Survey: what should LV’s mine sites be rehabilitated into?

Have your say: Federation University researchers are urging the Latrobe Valley community to scan the QR code and say what should happen to the Valley's coal mine sites once they close.

Tom Gannon

LATROBE Valley and the wider Gippsland community can now have their say on the future of the Latrobe Valley’s coal mine sites.
The survey makes up part of a larger research project which is funded by AGL Loy Yang and led by Federation University environmental scientist, Dr Jess Reeves, through the university’s Future Regions Research Centre, which was launched this year to support regional communities in transition.
The project aims to investigate and evaluate the views and opinions of the local community on future land and water uses within the Latrobe Valley and surrounding region when considering the rehabilitation of these coal mine sites.
For each survey completed, $5 will be donated to either Headspace or Lifeline, up to a maximum of $2500.
The survey will run until August 31.
Dr Reeves is urging the community to complete the survey to ensure the best outcomes for current and future generations.
“We are not planning for what happens now, we are planning for what happens in decades’ time,” she said.
“The mine rehabilitation is going to take a long time to finally achieve, so it’s going to have an enormous impact on the community that is within the Latrobe Valley.
“These are the people who have supported the power industry for many generations but it’s going to be their future as well, so they need to have a say in their own landscape.”
Despite welcoming a variety of suggestions from the community, Dr Reeves said these suggestions should be feasible and stick to Latrobe Valley Regional Rehabilitation Authority’s mantra of ‘safe, stable and sustainable’ and consider environmental limitations and climate change.
“There’s limitations with what you can grow there.
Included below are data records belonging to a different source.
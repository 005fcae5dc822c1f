//! Status bar widget for displaying status messages and help

use ratatui::{
    layout::Rect,
    style::{Modifier, Style},
    text::{Line, Span},
    widgets::{Block, Borders, Paragraph},
    Frame,
};

use super::{AppState, Theme};

/// Hints shown on the bottom line.
const MAX_HINTS: usize = 8;

/// Render the status bar with contextual help
pub fn render(f: &mut Frame, area: Rect, state: &AppState) {
    let theme = &state.theme;

    let first = if let Some(error) = &state.error_message {
        Line::from(vec![
            Span::styled("ERROR: ", Style::default().fg(theme.error)),
            Span::styled(error.as_str(), Style::default().fg(theme.text)),
        ])
    } else if state.palette.job.is_running() {
        let secs = state
            .palette
            .job
            .elapsed()
            .map_or(0, |elapsed| elapsed.as_secs());
        Line::from(vec![
            Span::styled("Palette: ", Style::default().fg(theme.primary)),
            Span::styled(
                format!("{} ({secs}s)", state.palette.job.status()),
                Style::default().fg(theme.warning),
            ),
        ])
    } else {
        Line::from(Span::styled(
            state.status_message.as_str(),
            Style::default().fg(theme.text),
        ))
    };

    let status = Paragraph::new(vec![first, hints_line(state, theme)])
        .style(Style::default().bg(theme.background))
        .block(
            Block::default()
                .borders(Borders::ALL)
                .title(" Status ")
                .border_style(Style::default().fg(theme.primary)),
        );

    f.render_widget(status, area);
}

/// Hints for the current context, from the shortcut registry.
///
/// Cursor keys are left to the help overlay.
fn hints_line(state: &AppState, theme: &Theme) -> Line<'static> {
    let mut spans: Vec<Span<'static>> = Vec::new();
    for (i, (key, action)) in state
        .shortcuts
        .hints(state.context())
        .into_iter()
        .filter(|(_, action)| !action.is_navigation())
        .take(MAX_HINTS)
        .enumerate()
    {
        if i > 0 {
            spans.push(Span::raw("  "));
        }
        spans.push(Span::styled(
            key,
            Style::default()
                .fg(theme.accent)
                .add_modifier(Modifier::BOLD),
        ));
        spans.push(Span::raw(" "));
        spans.push(Span::styled(
            action.description(),
            Style::default().fg(theme.text_muted),
        ));
    }
    Line::from(spans)
}
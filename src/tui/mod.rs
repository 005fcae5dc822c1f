//! Terminal user interface using Ratatui.
//!
//! The board, the palette studio and their overlays are drawn from a single
//! [`AppState`]. Key events and the 50 ms tick are the only things that
//! mutate it.

// Allow intentional type casts for terminal coordinates
#![allow(clippy::cast_possible_truncation)]
#![allow(clippy::cast_sign_loss)]

pub mod board;
pub mod clipboard;
pub mod handlers;
pub mod header;
pub mod help_overlay;
pub mod palette_view;
pub mod status_bar;
pub mod theme;
pub mod win_dialog;

use anyhow::{Context, Result};
use crossterm::{
    event::{self, DisableMouseCapture, EnableMouseCapture, Event, KeyEvent, KeyEventKind},
    execute,
    terminal::{disable_raw_mode, enable_raw_mode, EnterAlternateScreen, LeaveAlternateScreen},
};
use ratatui::{
    backend::CrosstermBackend,
    layout::{Alignment, Constraint, Direction, Layout, Rect},
    style::{Modifier, Style},
    text::{Line, Span},
    widgets::{Block, Borders, Clear, Paragraph, Wrap},
    Frame, Terminal,
};
use std::io;
use std::time::{Duration, Instant};

use crate::config::Config;
use crate::game::{GameEvent, Session};
use crate::shortcuts::{contexts, ShortcutRegistry};

pub use board::Celebration;
pub use clipboard::HexClipboard;
pub use help_overlay::HelpOverlayState;
pub use palette_view::{GeneratorSlot, PaletteScreen};
pub use theme::Theme;

/// How long the event loop waits for input before ticking the game.
pub const POLL_INTERVAL: Duration = Duration::from_millis(50);

/// Which full-screen view is showing.
#[derive(Debug, Clone, Copy, PartialEq, Eq, Default)]
pub enum Screen {
    /// The card grid
    #[default]
    Board,
    /// The palette generator and previews
    Palette,
}

/// Application state - single source of truth
pub struct AppState {
    /// Game session: deck, score, pending resolutions
    pub session: Session,
    /// Loaded configuration
    pub config: Config,
    /// Current theme
    pub theme: Theme,
    /// Key bindings per context
    pub shortcuts: ShortcutRegistry,

    /// Visible screen
    pub screen: Screen,
    /// Board index under the cursor
    pub cursor: usize,
    /// Help overlay, when open
    pub help: Option<HelpOverlayState>,
    /// Confetti after the last pair
    pub celebration: Option<Celebration>,

    /// Palette studio state
    pub palette: PaletteScreen,
    /// Hex copy target
    pub clipboard: HexClipboard,

    /// One-line feedback in the status bar
    pub status_message: String,
    /// Error shown in the overlay until dismissed
    pub error_message: Option<String>,
    /// Set by the quit action
    pub should_quit: bool,
}

impl AppState {
    /// Creates the UI state around an existing session.
    #[must_use]
    pub fn new(
        session: Session,
        config: Config,
        theme: Theme,
        generator: GeneratorSlot,
        clipboard: HexClipboard,
    ) -> Self {
        let help = config
            .ui
            .show_help_on_startup
            .then(HelpOverlayState::new);

        Self {
            session,
            config,
            theme,
            shortcuts: ShortcutRegistry::new(),
            screen: Screen::Board,
            cursor: 0,
            help,
            celebration: None,
            palette: PaletteScreen::new(generator),
            clipboard,
            status_message: String::new(),
            error_message: None,
            should_quit: false,
        }
    }

    /// Set status message
    pub fn set_status(&mut self, message: impl Into<String>) {
        self.status_message = message.into();
    }

    /// Set error message
    pub fn set_error(&mut self, error: impl Into<String>) {
        let error = error.into();
        tracing::warn!(%error, "showing error");
        self.error_message = Some(error);
    }

    /// Clear error message
    pub fn clear_error(&mut self) {
        self.error_message = None;
    }

    /// Shortcut context for the current screen and overlays.
    #[must_use]
    pub fn context(&self) -> &'static str {
        if self.help.is_some() {
            return contexts::HELP;
        }
        match self.screen {
            Screen::Palette if self.palette.editing => contexts::PALETTE_INPUT,
            Screen::Palette => contexts::PALETTE,
            Screen::Board if self.session.is_won() => contexts::WON,
            Screen::Board => contexts::BOARD,
        }
    }

    /// Reflects game events in the UI.
    pub fn apply_events(&mut self, events: &[GameEvent], now: Instant) {
        for event in events {
            match event {
                GameEvent::Dealt { difficulty } => {
                    self.cursor = 0;
                    self.celebration = None;
                    self.set_status(format!("New {} game", difficulty.label()));
                }
                GameEvent::Revealed { .. } | GameEvent::Hidden => {}
                GameEvent::Matched { color } => {
                    self.set_status(format!("It's {} color!", color.name));
                }
                GameEvent::Mismatched { .. } => self.set_status("Not a match"),
                GameEvent::Celebrate => self.celebration = Some(Celebration::start(now)),
                GameEvent::Won { score, moves } => {
                    self.set_status(format!("You won in {moves} moves. Score {score}"));
                }
            }
        }
    }

    /// How long the loop may wait for input before the next pending
    /// resolution is due.
    pub fn poll_timeout(&self, now: Instant) -> Duration {
        self.session
            .next_deadline()
            .map_or(POLL_INTERVAL, |due| {
                due.saturating_duration_since(now).min(POLL_INTERVAL)
            })
    }

    /// Advances timers: pair resolutions, the palette job and the confetti.
    pub fn tick(&mut self, now: Instant) {
        let events = self.session.tick(now);
        self.apply_events(&events, now);

        if let Some(result) = self.palette.job.poll() {
            match result {
                Ok(palette) => {
                    tracing::info!(name = %palette.name, colors = palette.colors.len(), "palette ready");
                    self.set_status(format!("Generated '{}'", palette.name));
                    self.palette.show(palette);
                }
                Err(e) => {
                    self.set_status("Generation failed");
                    self.set_error(format!("Failed to generate palette: {e}"));
                }
            }
        }

        if self
            .celebration
            .as_ref()
            .is_some_and(|c| !c.is_active(now))
        {
            self.celebration = None;
        }
    }
}

/// Initialize terminal for TUI
pub fn setup_terminal() -> Result<Terminal<CrosstermBackend<io::Stdout>>> {
    enable_raw_mode().context("Failed to enable raw mode")?;
    let mut stdout = io::stdout();
    execute!(stdout, EnterAlternateScreen, EnableMouseCapture)
        .context("Failed to enter alternate screen")?;
    let backend = CrosstermBackend::new(stdout);
    let terminal = Terminal::new(backend).context("Failed to create terminal")?;
    Ok(terminal)
}

/// Restore terminal to original state
pub fn restore_terminal(mut terminal: Terminal<CrosstermBackend<io::Stdout>>) -> Result<()> {
    disable_raw_mode().context("Failed to disable raw mode")?;
    execute!(
        terminal.backend_mut(),
        LeaveAlternateScreen,
        DisableMouseCapture
    )
    .context("Failed to leave alternate screen")?;
    terminal.show_cursor().context("Failed to show cursor")?;
    Ok(())
}

/// Main TUI loop.
///
/// Redraws, waits up to [`POLL_INTERVAL`] for a key, then ticks.
pub fn run_tui(
    state: &mut AppState,
    terminal: &mut Terminal<CrosstermBackend<io::Stdout>>,
) -> Result<()> {
    loop {
        terminal.draw(|f| render(f, state, Instant::now()))?;

        if event::poll(state.poll_timeout(Instant::now()))? {
            if let Event::Key(key) = event::read()? {
                if key.kind == KeyEventKind::Press {
                    handle_key_event(state, key, Instant::now())?;
                }
            }
        }

        if state.should_quit {
            break;
        }

        state.tick(Instant::now());
    }

    Ok(())
}

/// Main render function
pub fn render(f: &mut Frame, state: &AppState, now: Instant) {
    let theme = &state.theme;

    let background = Block::default().style(Style::default().bg(theme.background));
    f.render_widget(background, f.area());

    let chunks = Layout::default()
        .direction(Direction::Vertical)
        .constraints([
            Constraint::Length(4), // Title and selector
            Constraint::Min(8),    // Main content
            Constraint::Length(4), // Status bar
        ])
        .split(f.area());

    header::render(f, chunks[0], state);

    match state.screen {
        Screen::Board => {
            board::render(f, chunks[1], state, now);
            if state.session.is_won() {
                win_dialog::render(f, chunks[1], state);
            }
        }
        Screen::Palette => palette_view::render(f, chunks[1], state, now),
    }

    status_bar::render(f, chunks[2], state);

    if let Some(help) = &state.help {
        help_overlay::render(f, f.area(), help, &state.shortcuts, theme);
    }

    // Error overlay goes on top of everything
    if let Some(error) = &state.error_message {
        render_error_overlay(f, error, theme);
    }
}

/// Renders a modal error overlay.
fn render_error_overlay(f: &mut Frame, error: &str, theme: &Theme) {
    let area = centered_rect(70, 40, f.area());
    f.render_widget(Clear, area);

    let block = Block::default()
        .title(" ERROR ")
        .title_alignment(Alignment::Center)
        .borders(Borders::ALL)
        .border_style(Style::default().fg(theme.error))
        .style(Style::default().bg(theme.surface));
    let inner = block.inner(area);
    f.render_widget(block, area);

    let chunks = Layout::default()
        .direction(Direction::Vertical)
        .constraints([Constraint::Min(1), Constraint::Length(1)])
        .split(inner);

    let details = Paragraph::new(error)
        .style(Style::default().fg(theme.text))
        .wrap(Wrap { trim: true });
    f.render_widget(details, chunks[0]);

    let hint = Paragraph::new(Line::from(vec![
        Span::styled(
            "Enter/Esc",
            Style::default()
                .fg(theme.accent)
                .add_modifier(Modifier::BOLD),
        ),
        Span::styled(" Dismiss", Style::default().fg(theme.text_muted)),
    ]))
    .alignment(Alignment::Center);
    f.render_widget(hint, chunks[1]);
}

/// Helper to create centered rectangle
#[must_use]
pub fn centered_rect(percent_x: u16, percent_y: u16, r: Rect) -> Rect {
    let popup_layout = Layout::default()
        .direction(Direction::Vertical)
        .constraints([
            Constraint::Percentage((100 - percent_y) / 2),
            Constraint::Percentage(percent_y),
            Constraint::Percentage((100 - percent_y) / 2),
        ])
        .split(r);

    Layout::default()
        .direction(Direction::Horizontal)
        .constraints([
            Constraint::Percentage((100 - percent_x) / 2),
            Constraint::Percentage(percent_x),
            Constraint::Percentage((100 - percent_x) / 2),
        ])
        .split(popup_layout[1])[1]
}

/// Handle keyboard input.
///
/// An open error overlay swallows every key except Enter and Esc.
pub fn handle_key_event(state: &mut AppState, key: KeyEvent, now: Instant) -> Result<()> {
    if state.error_message.is_some() {
        if matches!(
            key.code,
            event::KeyCode::Enter | event::KeyCode::Esc
        ) {
            state.clear_error();
        }
        return Ok(());
    }

    let context = state.context();
    match state.shortcuts.lookup(context, key) {
        Some(action) => handlers::dispatch_action(state, action, now),
        None if context == contexts::PALETTE_INPUT => {
            handlers::palette::handle_prompt_input(state, key);
            Ok(())
        }
        None => Ok(()),
    }
}
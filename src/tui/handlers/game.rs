//! Board actions.

use anyhow::Result;
use std::time::Instant;

use crate::models::Difficulty;
use crate::tui::AppState;

/// Clicks the card under the cursor.
pub fn handle_flip(state: &mut AppState, now: Instant) -> Result<()> {
    let events = state.session.click_index(state.cursor, now);
    state.apply_events(&events, now);
    Ok(())
}

/// Switches difficulty; the current level is a no-op.
pub fn handle_select_difficulty(
    state: &mut AppState,
    difficulty: Difficulty,
    now: Instant,
) -> Result<()> {
    let events = state.session.set_difficulty(difficulty);
    state.apply_events(&events, now);
    Ok(())
}

/// Deals again at the same difficulty, keeping the score.
pub fn handle_restart(state: &mut AppState, now: Instant) -> Result<()> {
    let events = state.session.restart();
    state.apply_events(&events, now);
    Ok(())
}

/// Deals again and zeroes the score.
pub fn handle_full_reset(state: &mut AppState, now: Instant) -> Result<()> {
    let events = state.session.full_reset();
    state.apply_events(&events, now);
    Ok(())
}

#[cfg(test)]
mod tests {
    use crate::game::Phase;
    use crate::tui::test_support::*;
    use crossterm::event::KeyCode;
    use std::time::{Duration, Instant};

    /// Board index of the other card with the same colour as `index`.
    fn partner(state: &crate::tui::AppState, index: usize) -> usize {
        let cards = state.session.game().cards();
        (0..cards.len())
            .find(|&j| j != index && cards[j].color.matches(&cards[index].color))
            .unwrap()
    }

    fn flip_at(state: &mut crate::tui::AppState, index: usize, now: Instant) {
        state.cursor = index;
        press(state, KeyCode::Enter, now);
    }

    #[test]
    fn test_match_scores_and_announces() {
        let mut state = state();
        let now = Instant::now();
        let other = partner(&state, 0);

        flip_at(&mut state, 0, now);
        assert_eq!(state.session.phase(), Phase::Revealing);
        flip_at(&mut state, other, now);

        assert_eq!(state.session.score(), 100);
        assert_eq!(state.session.moves(), 1);
        let name = state.session.game().cards()[0].color.name;
        assert_eq!(state.status_message, format!("It's {name} color!"));
    }

    #[test]
    fn test_mismatch_hides_after_delay() {
        let mut state = state();
        let now = Instant::now();
        let other = partner(&state, 0);
        let wrong = (1..6).find(|&j| j != other).unwrap();

        flip_at(&mut state, 0, now);
        flip_at(&mut state, wrong, now);
        assert_eq!(state.status_message, "Not a match");
        assert_eq!(state.session.phase(), Phase::Locked);

        // Locked: a third card is ignored
        flip_at(&mut state, other, now);
        assert!(!state.session.game().cards()[other].is_flipped);

        state.tick(now + Duration::from_millis(999));
        assert_eq!(state.session.phase(), Phase::Locked);
        state.tick(now + Duration::from_millis(1000));
        assert_eq!(state.session.phase(), Phase::Idle);
        assert!(state.session.game().cards().iter().all(|c| !c.is_flipped));
    }

    #[test]
    fn test_win_then_play_again_keeps_score() {
        let mut state = state();
        let mut now = Instant::now();

        for first in 0..6 {
            if state.session.game().cards()[first].is_matched {
                continue;
            }
            let second = partner(&state, first);
            flip_at(&mut state, first, now);
            flip_at(&mut state, second, now);
            now += Duration::from_millis(1000);
            state.tick(now);
        }

        assert!(state.session.is_won());
        assert!(state.celebration.is_some());
        assert_eq!(state.context(), crate::shortcuts::contexts::WON);

        press(&mut state, KeyCode::Enter, now);
        assert!(!state.session.is_won());
        assert_eq!(state.session.score(), 300);
        assert_eq!(state.session.moves(), 0);
        assert!(state.celebration.is_none());

        press(&mut state, KeyCode::Char('R'), now);
        assert_eq!(state.session.score(), 0);
    }

    #[test]
    fn test_restart_drops_pending_mismatch() {
        let mut state = state();
        let now = Instant::now();
        let other = partner(&state, 0);
        let wrong = (1..6).find(|&j| j != other).unwrap();

        flip_at(&mut state, 0, now);
        flip_at(&mut state, wrong, now);
        press(&mut state, KeyCode::Char('n'), now);

        // Reveal a card on the new deck, then let the stale deadline pass
        flip_at(&mut state, 0, now);
        state.tick(now + Duration::from_millis(1500));
        assert!(state.session.game().cards()[0].is_flipped);
        assert_eq!(state.session.phase(), crate::game::Phase::Revealing);
    }
}
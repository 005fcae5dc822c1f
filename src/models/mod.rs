//! Data models for the game and the palette generator.
//!
//! This module contains all the core data structures used throughout the application.
//! Models are designed to be independent of UI and business logic.

pub mod card;
pub mod difficulty;
pub mod game_color;
pub mod palette;
pub mod rgb;

// Re-export all model types
pub use card::{Card, CardId};
pub use difficulty::Difficulty;
pub use game_color::{GameColor, CATALOG};
pub use palette::{ColorItem, ColorRole, Palette, PaletteDraft};
pub use rgb::RgbColor;
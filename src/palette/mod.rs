//! AI palette generation.
//!
//! A free-text description goes to a generative model that answers with a
//! role-tagged palette. The feature shares nothing with the game.

pub mod client;
pub mod error;
pub mod job;
pub mod schema;

pub use client::{GeminiClient, PaletteGenerator};
pub use error::PaletteError;
pub use job::{GenerationJob, JobStatus};
pub use schema::decode_palette;
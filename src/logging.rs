//! Tracing setup.
//!
//! The TUI owns the terminal, so interactive sessions log to a file in the
//! config directory. Headless commands log to stderr. `RUST_LOG` overrides
//! the level in both cases.

use anyhow::{Context, Result};
use std::fs::OpenOptions;
use std::path::PathBuf;
use std::sync::Mutex;
use tracing_subscriber::{layer::SubscriberExt, util::SubscriberInitExt, EnvFilter};

use crate::branding::LOG_FILE_NAME;
use crate::config::Config;

/// Where log records go.
#[derive(Debug, Clone, PartialEq, Eq)]
pub enum LogTarget {
    /// Standard error, for headless commands
    Stderr,
    /// Append to a file, for the TUI
    File(PathBuf),
}

impl LogTarget {
    /// The log file in the config directory.
    pub fn default_file() -> Result<Self> {
        Ok(Self::File(Config::config_dir()?.join(LOG_FILE_NAME)))
    }
}

/// Level used when `RUST_LOG` is unset.
#[must_use]
pub fn default_level(verbose: bool, target: &LogTarget) -> &'static str {
    match (verbose, target) {
        (true, _) => "debug",
        (false, LogTarget::File(_)) => "info",
        // Keep headless output clean unless asked
        (false, LogTarget::Stderr) => "warn",
    }
}

/// Installs the global subscriber.
pub fn init(verbose: bool, target: &LogTarget) -> Result<()> {
    let level = default_level(verbose, target);
    let filter = EnvFilter::try_from_default_env().unwrap_or_else(|_| level.into());

    match target {
        LogTarget::Stderr => tracing_subscriber::registry()
            .with(filter)
            .with(tracing_subscriber::fmt::layer().with_writer(std::io::stderr))
            .try_init()
            .context("Failed to install logger")?,
        LogTarget::File(path) => {
            if let Some(parent) = path.parent() {
                std::fs::create_dir_all(parent).context(format!(
                    "Failed to create log directory: {}",
                    parent.display()
                ))?;
            }
            let file = OpenOptions::new()
                .create(true)
                .append(true)
                .open(path)
                .context(format!("Failed to open log file: {}", path.display()))?;

            tracing_subscriber::registry()
                .with(filter)
                .with(
                    tracing_subscriber::fmt::layer()
                        .with_ansi(false)
                        .with_writer(Mutex::new(file)),
                )
                .try_init()
                .context("Failed to install logger")?;
        }
    }

    Ok(())
}
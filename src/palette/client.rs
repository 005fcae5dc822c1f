//! The generative model client.

use std::time::Duration;

use super::schema::{decode_palette, extract_text, request_body};
use super::PaletteError;
use crate::config::PaletteConfig;
use crate::models::PaletteDraft;

/// Longest slice of an error body kept for display.
const MAX_ERROR_BODY: usize = 500;

/// Something that turns a description into a palette.
pub trait PaletteGenerator: Send + Sync {
    /// Generates a palette for `prompt`.
    fn generate(&self, prompt: &str) -> Result<PaletteDraft, PaletteError>;
}

/// Gemini `generateContent` over HTTPS.
pub struct GeminiClient {
    http: reqwest::blocking::Client,
    endpoint: String,
    model: String,
    api_key: String,
}

impl std::fmt::Debug for GeminiClient {
    fn fmt(&self, f: &mut std::fmt::Formatter<'_>) -> std::fmt::Result {
        f.debug_struct("GeminiClient")
            .field("endpoint", &self.endpoint)
            .field("model", &self.model)
            .finish_non_exhaustive()
    }
}

impl GeminiClient {
    /// Creates a client from configuration, reading the key from the
    /// environment variable the config names.
    pub fn from_config(config: &PaletteConfig) -> Result<Self, PaletteError> {
        let api_key = std::env::var(&config.api_key_env)
            .ok()
            .filter(|key| !key.trim().is_empty())
            .ok_or_else(|| PaletteError::MissingCredential {
                var: config.api_key_env.clone(),
            })?;

        Self::new(
            &config.endpoint,
            &config.model,
            api_key,
            Duration::from_secs(config.timeout_secs),
        )
    }

    /// Creates a client with explicit settings.
    pub fn new(
        endpoint: &str,
        model: &str,
        api_key: String,
        timeout: Duration,
    ) -> Result<Self, PaletteError> {
        let http = reqwest::blocking::Client::builder()
            .timeout(timeout)
            .user_agent(concat!("colorspeak/", env!("CARGO_PKG_VERSION")))
            .build()?;

        Ok(Self {
            http,
            endpoint: endpoint.trim_end_matches('/').to_string(),
            model: model.to_string(),
            api_key,
        })
    }

    /// URL of the generateContent call.
    #[must_use]
    pub fn url(&self) -> String {
        format!("{}/models/{}:generateContent", self.endpoint, self.model)
    }
}

impl PaletteGenerator for GeminiClient {
    fn generate(&self, prompt: &str) -> Result<PaletteDraft, PaletteError> {
        let prompt = prompt.trim();
        if prompt.is_empty() {
            return Err(PaletteError::EmptyPrompt);
        }

        tracing::info!(model = %self.model, "requesting palette");
        let response = self
            .http
            .post(self.url())
            .header("x-goog-api-key", &self.api_key)
            .json(&request_body(prompt))
            .send()?;

        let status = response.status();
        let body = response.text()?;
        if !status.is_success() {
            tracing::warn!(status = status.as_u16(), "palette request rejected");
            return Err(PaletteError::Status {
                code: status.as_u16(),
                body: truncate(&body, MAX_ERROR_BODY),
            });
        }

        let text = extract_text(&body)?;
        let draft = decode_palette(&text)?;
        tracing::debug!(name = %draft.name, colors = draft.colors.len(), "palette decoded");
        Ok(draft)
    }
}

fn truncate(text: &str, max: usize) -> String {
    match text.char_indices().nth(max) {
        Some((index, _)) => format!("{}…", &text[..index]),
        None => text.to_string(),
    }
}
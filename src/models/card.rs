//! Cards on the board.

use serde::Serialize;
use std::fmt;
use uuid::Uuid;

use super::GameColor;

/// Unique identity of a single card (two cards of a pair have different ids).
#[derive(Debug, Clone, Copy, PartialEq, Eq, Hash, PartialOrd, Ord, Serialize)]
pub struct CardId(Uuid);

impl CardId {
    /// Generates a fresh random id.
    #[must_use]
    pub fn new() -> Self {
        Self(Uuid::new_v4())
    }
}

impl Default for CardId {
    fn default() -> Self {
        Self::new()
    }
}

impl fmt::Display for CardId {
    fn fmt(&self, f: &mut fmt::Formatter<'_>) -> fmt::Result {
        write!(f, "{}", self.0)
    }
}

/// One card of a pair.
#[derive(Debug, Clone, PartialEq, Eq, Serialize)]
pub struct Card {
    /// Unique id
    pub id: CardId,
    /// Colour shown when face up
    pub color: GameColor,
    /// Face up (revealed or matched)
    pub is_flipped: bool,
    /// Part of a resolved pair; never reverts once set
    pub is_matched: bool,
}

impl Card {
    /// A fresh face-down card with a new id.
    #[must_use]
    pub fn new(color: GameColor) -> Self {
        Self {
            id: CardId::new(),
            color,
            is_flipped: false,
            is_matched: false,
        }
    }

    /// Whether the colour side should be drawn.
    #[must_use]
    pub const fn is_face_up(&self) -> bool {
        self.is_flipped || self.is_matched
    }
}
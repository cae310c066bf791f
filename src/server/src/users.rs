//! `/users/*`: points game and the global moderation tally.

use axum::extract::{Path, State};
use axum::routing::{get, post};
use axum::{Json, Router};
use moderation_contract::Action;
use points_ledger::{
    ActionOutcome, Leaderboard, ToxicityWeather, UserRecord, DEFAULT_LEADERBOARD_LIMIT,
};
use serde::Deserialize;
use serde_json::{json, Value};

use crate::error::ApiError;
use crate::extractors::{AppJson, AppQuery};
use crate::AppState;

pub fn router() -> Router<AppState> {
    Router::new()
        .route("/users/action", post(log_action))
        .route("/users/leaderboard", get(leaderboard))
        .route("/users/score/:user_id", get(user_score))
        .route("/users/weather", get(weather))
        .route("/users/weather/update", post(update_weather))
}

#[derive(Debug, Deserialize)]
pub struct UserActionRequest {
    pub user_id: String,
    pub action_type: String,
}

#[derive(Debug, Deserialize)]
pub struct LeaderboardQuery {
    pub limit: Option<usize>,
}

#[derive(Debug, Deserialize)]
pub struct WeatherUpdateQuery {
    pub action: String,
}

async fn log_action(
    State(state): State<AppState>,
    AppJson(body): AppJson<UserActionRequest>,
) -> Result<Json<ActionOutcome>, ApiError> {
    let outcome = state.ledger.record_action(&body.user_id, &body.action_type)?;
    Ok(Json(outcome))
}

async fn leaderboard(
    State(state): State<AppState>,
    AppQuery(query): AppQuery<LeaderboardQuery>,
) -> Json<Leaderboard> {
    let limit = query.limit.unwrap_or(DEFAULT_LEADERBOARD_LIMIT);
    Json(state.ledger.leaderboard(limit))
}

async fn user_score(
    State(state): State<AppState>,
    Path(user_id): Path<String>,
) -> Result<Json<UserRecord>, ApiError> {
    Ok(Json(state.ledger.score(&user_id)?))
}

async fn weather(State(state): State<AppState>) -> Json<ToxicityWeather> {
    Json(state.ledger.weather())
}

async fn update_weather(
    State(state): State<AppState>,
    AppQuery(query): AppQuery<WeatherUpdateQuery>,
) -> Result<Json<Value>, ApiError> {
    let action: Action = query.action.parse()?;
    state.ledger.record_decision(action);
    Ok(Json(json!({ "success": true })))
}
You can’t grow enormous trees on unstable slopes but you can certainly have grassed areas or pasture, walking tracks and things like that,” she said.
“It needs to be feasible and we need to make sure we are planning things for a change in climate.”
The survey follows the first phase of the larger research project which included a series of focus groups with Latrobe Valley stakeholders including local government, Indigenous community leaders, environmental, recreational and agricultural groups and a future focus group for secondary students.
“It was fantastic,” Dr Reeves said.
“(Participants had) really diverse views, some of them really want to have access to the site, some of them want to see the sites rehabilitated and reincorporated back into the natural landscape, all of them wanted to see a positive outcome for the Latrobe Valley.
“Many feel that not only has there been jobs and services provided by the generation of electricity, but there’s also been a health burden that’s been borne by the Latrobe Valley community in providing power for the rest of the state to flourish – so there’s quite a lot of people who feel they are owed a bit too and they want to see a really positive social and economic benefit come out of the rehabilitation for all of the community.”